The NSTA Quick-Reference Guide to the NGSS, Middle School
by Ted Willard

Price at time of review: $14.95
110 pp.
NSTA Press
Arlington, VA
2015
ISBN: 9781941316122


Grade Level: 6-8


Reviewed by Adah Stock
Master Teacher and a Science Education Consultant


Are you working with teachers and students at the middle school level? Need some new ideas when it comes to planning and working with NGSS now and in the future? Look no farther as there is help for you here with a focus on Grades 6–8.

The NGSS is a formidable document which encompasses pedagogical information in a three dimensional matrix. It contains eight scientific practices associated with engaging in scientific endeavors. There are seven crosscutting concepts in different disciplinary domains. Finally the disciplinary core ideas are grouped in four domains: the physical sciences; the life sciences; the earth and space sciences; and engineering, technology and applications of science. This document is overwhelming to an experienced educator and would be even more so for a new teacher to comprehend or to even know where to begin.

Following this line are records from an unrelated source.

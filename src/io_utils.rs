//! Low-level CSV reading helpers: delimiter and encoding resolution, reader
//! construction, and byte-record decoding.
//!
//! - **Delimiter**: semicolon unless overridden; `.tsv` inputs default to tab.
//! - **Encoding**: ISO-8859-1 unless overridden. `encoding_rs` maps that label
//!   to windows-1252, a superset that never fails to decode.
//! - **stdin**: the `-` path reads from standard input.
//! - **Record length**: readers are flexible; short rows are padded later by
//!   [`Table::new`](crate::frame::Table::new).

use std::{
    fs::File,
    io::{BufReader, Read},
    path::Path,
};

use csv::ByteRecord;
use encoding_rs::{Encoding, WINDOWS_1252};

use crate::error::IngestError;

pub const DEFAULT_DELIMITER: u8 = b';';
pub const DEFAULT_TSV_DELIMITER: u8 = b'\t';
pub const DEFAULT_ENCODING_LABEL: &str = "iso-8859-1";

pub fn is_dash(path: &Path) -> bool {
    path == Path::new("-")
}

pub fn default_encoding() -> &'static Encoding {
    WINDOWS_1252
}

pub fn resolve_encoding(label: Option<&str>) -> Result<&'static Encoding, IngestError> {
    match label {
        Some(value) => Encoding::for_label(value.trim().as_bytes())
            .ok_or_else(|| IngestError::UnknownEncoding(value.to_string())),
        None => Ok(default_encoding()),
    }
}

pub fn resolve_input_delimiter(path: &Path, provided: Option<u8>) -> u8 {
    provided.unwrap_or_else(|| match path.extension().and_then(|ext| ext.to_str()) {
        Some(ext) if ext.eq_ignore_ascii_case("tsv") => DEFAULT_TSV_DELIMITER,
        _ => DEFAULT_DELIMITER,
    })
}

pub fn open_csv_reader<R>(reader: R, delimiter: u8) -> csv::Reader<R>
where
    R: Read,
{
    let mut builder = csv::ReaderBuilder::new();
    builder
        .has_headers(true)
        .delimiter(delimiter)
        .double_quote(true)
        .flexible(true);
    builder.from_reader(reader)
}

pub fn open_csv_reader_from_path(
    path: &Path,
    delimiter: u8,
) -> Result<csv::Reader<Box<dyn Read>>, IngestError> {
    let reader: Box<dyn Read> = if is_dash(path) {
        Box::new(std::io::stdin().lock())
    } else {
        Box::new(BufReader::new(File::open(path).map_err(|source| {
            IngestError::Open {
                path: path.to_path_buf(),
                source,
            }
        })?))
    };
    Ok(open_csv_reader(reader, delimiter))
}

pub fn decode_record(
    record: &ByteRecord,
    encoding: &'static Encoding,
) -> Result<Vec<String>, IngestError> {
    let line = record.position().map_or(0, |pos| pos.line());
    record
        .iter()
        .map(|field| {
            let (text, _, had_errors) = encoding.decode(field);
            if had_errors {
                Err(IngestError::Decode {
                    line,
                    encoding: encoding.name(),
                })
            } else {
                Ok(text.into_owned())
            }
        })
        .collect()
}

pub fn reader_headers<R>(
    reader: &mut csv::Reader<R>,
    encoding: &'static Encoding,
) -> Result<Vec<String>, IngestError>
where
    R: Read,
{
    let headers = reader.byte_headers()?.clone();
    decode_record(&headers, encoding)
}

#[cfg(test)]
mod tests {
    use super::*;
    use encoding_rs::UTF_8;

    #[test]
    fn latin1_is_the_default_encoding() {
        assert_eq!(resolve_encoding(None).expect("default"), WINDOWS_1252);
        assert_eq!(
            resolve_encoding(Some(DEFAULT_ENCODING_LABEL)).expect("label"),
            WINDOWS_1252
        );
        assert_eq!(resolve_encoding(Some(" utf-8 ")).expect("utf8"), UTF_8);
        assert!(matches!(
            resolve_encoding(Some("klingon")),
            Err(IngestError::UnknownEncoding(_))
        ));
    }

    #[test]
    fn delimiter_defaults_to_semicolon() {
        assert_eq!(resolve_input_delimiter(Path::new("data.csv"), None), b';');
        assert_eq!(resolve_input_delimiter(Path::new("data.TSV"), None), b'\t');
        assert_eq!(resolve_input_delimiter(Path::new("data.csv"), Some(b',')), b',');
    }

    #[test]
    fn latin1_bytes_decode_to_accented_text() {
        let data: &[u8] = b"Etapa;Valor\nCons\xfamivel;3,5\n";
        let mut reader = open_csv_reader(data, b';');
        let headers = reader_headers(&mut reader, WINDOWS_1252).expect("headers");
        assert_eq!(headers, vec!["Etapa", "Valor"]);
        let record = reader.byte_records().next().expect("row").expect("record");
        let decoded = decode_record(&record, WINDOWS_1252).expect("decode");
        assert_eq!(decoded, vec!["Consúmivel", "3,5"]);
    }

    #[test]
    fn invalid_utf8_reports_the_line() {
        let data: &[u8] = b"a;b\n\xff;1\n";
        let mut reader = open_csv_reader(data, b';');
        reader_headers(&mut reader, UTF_8).expect("headers");
        let record = reader.byte_records().next().expect("row").expect("record");
        assert!(matches!(
            decode_record(&record, UTF_8),
            Err(IngestError::Decode { line: 2, .. })
        ));
    }
}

It is for this reason, NSTA Press has published four quick–reference guides to the NGSS. Three are grade specific and follow the grade grouping of the original standards: elementary grades K–5; middle school grades 6–8; and high school grades 9–12. The fourth book combines all of the content from the other three books into one volume. Each of the guides are laid out in a similar manner. The first chapter describes the basics of NGSS. The second shows progressions from K–12 no matter which volume you are looking at. The next chapter or chapters focuses on the grades each volume addresses. Selecting a volume allows an educator to find the information that pertains to their particular needs. On the other hand, for an administrator the complete K–12 volume provides for a broader understanding.

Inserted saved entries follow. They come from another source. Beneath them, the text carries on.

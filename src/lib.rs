pub mod aggregate;
pub mod bar_cmd;
pub mod chart;
pub mod clean;
pub mod cli;
pub mod error;
pub mod flow;
pub mod frame;
pub mod ingest;
pub mod io_utils;
pub mod preview;
pub mod roles;
pub mod roles_cmd;
pub mod sankey_cmd;
pub mod session;
pub mod table;

use std::{env, sync::OnceLock};

use anyhow::{Context, Result};
use clap::Parser;
use log::{LevelFilter, debug, info};

use crate::{
    cli::{Cli, Commands, InputArgs, RoleArgs},
    frame::Table,
    session::Session,
};

static LOGGER: OnceLock<()> = OnceLock::new();

fn init_logging() {
    LOGGER.get_or_init(|| {
        let mut builder = env_logger::Builder::from_env(env_logger::Env::default());
        if env::var("RUST_LOG").is_err() {
            builder.filter_module("sankey_flow", LevelFilter::Info);
        }
        let _ = builder.format_timestamp_millis().try_init();
    });
}

pub fn run() -> Result<()> {
    init_logging();
    let cli = Cli::parse();
    match cli.command {
        Commands::Sankey(args) => sankey_cmd::execute(&args),
        Commands::Bar(args) => bar_cmd::execute(&args),
        Commands::Preview(args) => preview::execute(&args),
        Commands::Roles(args) => roles_cmd::execute(&args),
    }
}

pub(crate) fn load_table(args: &InputArgs) -> Result<Table> {
    let options = args.ingest_options()?;
    let source = ingest::open_source(&args.input, &options);
    info!("Loading {}", source.describe());
    let table = source
        .load()
        .with_context(|| format!("Reading input {:?}", args.input))?;
    debug!(
        "Loaded {} row(s) across {} column(s)",
        table.row_count(),
        table.column_count()
    );
    Ok(table)
}

pub(crate) fn open_session(input: &InputArgs, roles: &RoleArgs) -> Result<Session> {
    let table = load_table(input)?;
    let roles = roles.resolve(table.headers())?;
    Session::new(&table, roles).with_context(|| format!("Classifying columns of {:?}", input.input))
}

pub(crate) fn printable_delimiter(delimiter: u8) -> String {
    match delimiter {
        b',' => ",".to_string(),
        b'\t' => "\\t".to_string(),
        b'\n' => "\\n".to_string(),
        other => (other as char).to_string(),
    }
}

Presenting the NGSS information in smaller grade groupings can be less intimidating. There are some special features in each of these volumes that make the task of deciphering the NGSS much more palatable. These are found in chapter one of each volume. The first page provides a three column chart that describes what is assessed, the foundation box, and the connection box. The next page has the feature called "Inside the NGSS Box." This one page provides information about what is assessed, where and what the foundation box is, and then how to tackle the connection box. This page contains arrows that point to words in the chart such as performance expectations, clarification statements and assessment boundaries and end in definitions for these terms along the margins of the chart. The next page has a simple chart which organized the NGSS by topics. This is followed by a page that organizes the NGSS by disciplinary core ideas. My favorite feature, found on the fifth page, is the colorful Venn diagram that shows the commonalities among the practices in Math, Science, and English Language Arts. The last page of chapter one is a chart identifying these practices simply laid out in three bold columns listing the practices in Mathematics, Science, and English Language Arts. It is important to point out that the English Language Arts and Mathematics practices are related to Common Core State Standards.

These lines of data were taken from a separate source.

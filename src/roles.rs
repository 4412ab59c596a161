//! Column role assignment: which columns may act as flow stages and which hold values.
//!
//! Roles come from three layers, applied in order: a seed (name hints or the
//! legacy positional layout), an optional YAML roles file, then individual
//! `NAME=ROLE` overrides. The result is validated against the table headers
//! before a [`Session`](crate::session::Session) accepts it.

use std::{fmt, path::Path, str::FromStr};

use anyhow::{Context, Result};
use serde::{Deserialize, Serialize};

use crate::error::RoleError;

/// Lower-case fragments that mark a column as categorical when seeding roles.
pub const CATEGORICAL_HINTS: &[&str] = &["etapa", "unidade", "consumivel", "produto"];

/// Categorical column positions of the fixed export layout.
pub const LEGACY_CATEGORICAL_POSITIONS: &[usize] = &[0, 1, 2, 6, 7, 8];

/// Numeric column positions of the fixed export layout.
pub const LEGACY_NUMERIC_POSITIONS: &[usize] = &[
    5, 9, 10, 11, 13, 14, 15, 16, 17, 18, 19, 20, 21, 22, 23, 24,
];

#[derive(Debug, Clone, Copy, Default, PartialEq, Eq, Hash, Serialize, Deserialize)]
#[serde(rename_all = "lowercase")]
pub enum ColumnRole {
    Categorical,
    Numeric,
    #[default]
    Ignored,
}

impl ColumnRole {
    pub fn as_str(&self) -> &'static str {
        match self {
            ColumnRole::Categorical => "categorical",
            ColumnRole::Numeric => "numeric",
            ColumnRole::Ignored => "ignored",
        }
    }
}

impl fmt::Display for ColumnRole {
    fn fmt(&self, f: &mut fmt::Formatter<'_>) -> fmt::Result {
        f.write_str(self.as_str())
    }
}

impl FromStr for ColumnRole {
    type Err = RoleError;

    fn from_str(value: &str) -> Result<Self, Self::Err> {
        match value.trim().to_ascii_lowercase().as_str() {
            "categorical" | "category" | "cat" => Ok(ColumnRole::Categorical),
            "numeric" | "number" | "num" => Ok(ColumnRole::Numeric),
            "ignored" | "ignore" | "none" => Ok(ColumnRole::Ignored),
            _ => Err(RoleError::UnknownRole(value.to_string())),
        }
    }
}

#[derive(Debug, Clone, PartialEq, Eq, Serialize, Deserialize)]
pub struct ColumnAssignment {
    pub name: String,
    pub role: ColumnRole,
}

#[derive(Debug, Clone, PartialEq, Eq)]
pub struct RoleOverride {
    pub name: String,
    pub role: ColumnRole,
}

impl FromStr for RoleOverride {
    type Err = RoleError;

    fn from_str(value: &str) -> Result<Self, Self::Err> {
        // The role never contains '=', so split on the last one to allow names that do.
        let (name, role) = value
            .rsplit_once('=')
            .ok_or_else(|| RoleError::MalformedOverride(value.to_string()))?;
        let name = name.trim();
        if name.is_empty() {
            return Err(RoleError::MalformedOverride(value.to_string()));
        }
        Ok(RoleOverride {
            name: name.to_string(),
            role: role.parse()?,
        })
    }
}

/// Ordered column → role mapping. Columns without an entry are [`ColumnRole::Ignored`].
#[derive(Debug, Clone, Default, PartialEq, Eq, Serialize, Deserialize)]
pub struct ColumnRoles {
    #[serde(default)]
    columns: Vec<ColumnAssignment>,
}

impl ColumnRoles {
    /// Seeds `Categorical` for names matching [`CATEGORICAL_HINTS`], `Ignored` otherwise.
    pub fn from_hints<S: AsRef<str>>(headers: &[S]) -> Self {
        let columns = headers
            .iter()
            .map(|name| {
                let name = name.as_ref();
                let role = if matches_categorical_hint(name) {
                    ColumnRole::Categorical
                } else {
                    ColumnRole::Ignored
                };
                ColumnAssignment {
                    name: name.to_string(),
                    role,
                }
            })
            .collect();
        Self { columns }
    }

    /// Assigns roles by column position. Positions past the last header are skipped.
    pub fn from_positions<S: AsRef<str>>(
        headers: &[S],
        categorical: &[usize],
        numeric: &[usize],
    ) -> Self {
        let columns = headers
            .iter()
            .enumerate()
            .map(|(idx, name)| {
                let role = if categorical.contains(&idx) {
                    ColumnRole::Categorical
                } else if numeric.contains(&idx) {
                    ColumnRole::Numeric
                } else {
                    ColumnRole::Ignored
                };
                ColumnAssignment {
                    name: name.as_ref().to_string(),
                    role,
                }
            })
            .collect();
        Self { columns }
    }

    pub fn legacy_layout<S: AsRef<str>>(headers: &[S]) -> Self {
        Self::from_positions(
            headers,
            LEGACY_CATEGORICAL_POSITIONS,
            LEGACY_NUMERIC_POSITIONS,
        )
    }

    pub fn load(path: &Path) -> Result<Self> {
        let raw = std::fs::read_to_string(path)
            .with_context(|| format!("Opening roles file {path:?}"))?;
        serde_yaml::from_str(&raw).with_context(|| format!("Parsing roles file {path:?}"))
    }

    pub fn save(&self, path: &Path) -> Result<()> {
        let serialized = self.to_yaml()?;
        std::fs::write(path, serialized).with_context(|| format!("Writing roles file {path:?}"))
    }

    pub fn to_yaml(&self) -> Result<String> {
        serde_yaml::to_string(self).context("Serializing column roles")
    }

    pub fn role(&self, name: &str) -> ColumnRole {
        self.columns
            .iter()
            .find(|assignment| assignment.name == name)
            .map(|assignment| assignment.role)
            .unwrap_or_default()
    }

    pub fn set(&mut self, name: &str, role: ColumnRole) {
        match self.columns.iter_mut().find(|a| a.name == name) {
            Some(existing) => existing.role = role,
            None => self.columns.push(ColumnAssignment {
                name: name.to_string(),
                role,
            }),
        }
    }

    /// Layers every assignment of `other` over this mapping.
    pub fn merge(&mut self, other: &ColumnRoles) {
        for assignment in &other.columns {
            self.set(&assignment.name, assignment.role);
        }
    }

    pub fn apply_overrides(&mut self, overrides: &[RoleOverride]) {
        for item in overrides {
            self.set(&item.name, item.role);
        }
    }

    pub fn iter(&self) -> impl Iterator<Item = &ColumnAssignment> {
        self.columns.iter()
    }

    pub fn names_with(&self, role: ColumnRole) -> Vec<&str> {
        self.columns
            .iter()
            .filter(|assignment| assignment.role == role)
            .map(|assignment| assignment.name.as_str())
            .collect()
    }

    /// Rejects assignments naming columns the table does not have.
    pub fn validate<S: AsRef<str>>(&self, headers: &[S]) -> Result<(), RoleError> {
        for assignment in &self.columns {
            if !headers.iter().any(|h| h.as_ref() == assignment.name) {
                return Err(RoleError::UnknownColumn(assignment.name.clone()));
            }
        }
        Ok(())
    }
}

pub fn matches_categorical_hint(name: &str) -> bool {
    let lowered = name.to_lowercase();
    CATEGORICAL_HINTS.iter().any(|hint| lowered.contains(hint))
}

There is much more to each of these volumes. Each volume contains a section for science and engineering practices. There are simple to understand tables that describe the various parts of the standards. There are two kinds of matrices in the book that shows how the NGSS are organized by topics and by disciplinary core ideas. The first set of matrices are the progression matrices. These help the educator understand what their students should have learned before a particular grade, what they are supposed to learn in that grade, and what they will be learning after that grade. This will help the educator in assessing students knowledge, knowing what to teach, and preparing them for future learning. The second set of matrices combines all the materials for any given grade level together. These matrices will be essential in their curriculum planning processes for each year. Any one of these volumes is a must have for classroom teachers, curriculum supervisors and/or administrators. Information provided in these volumes definitely demystifies what might be described as a very confusing document.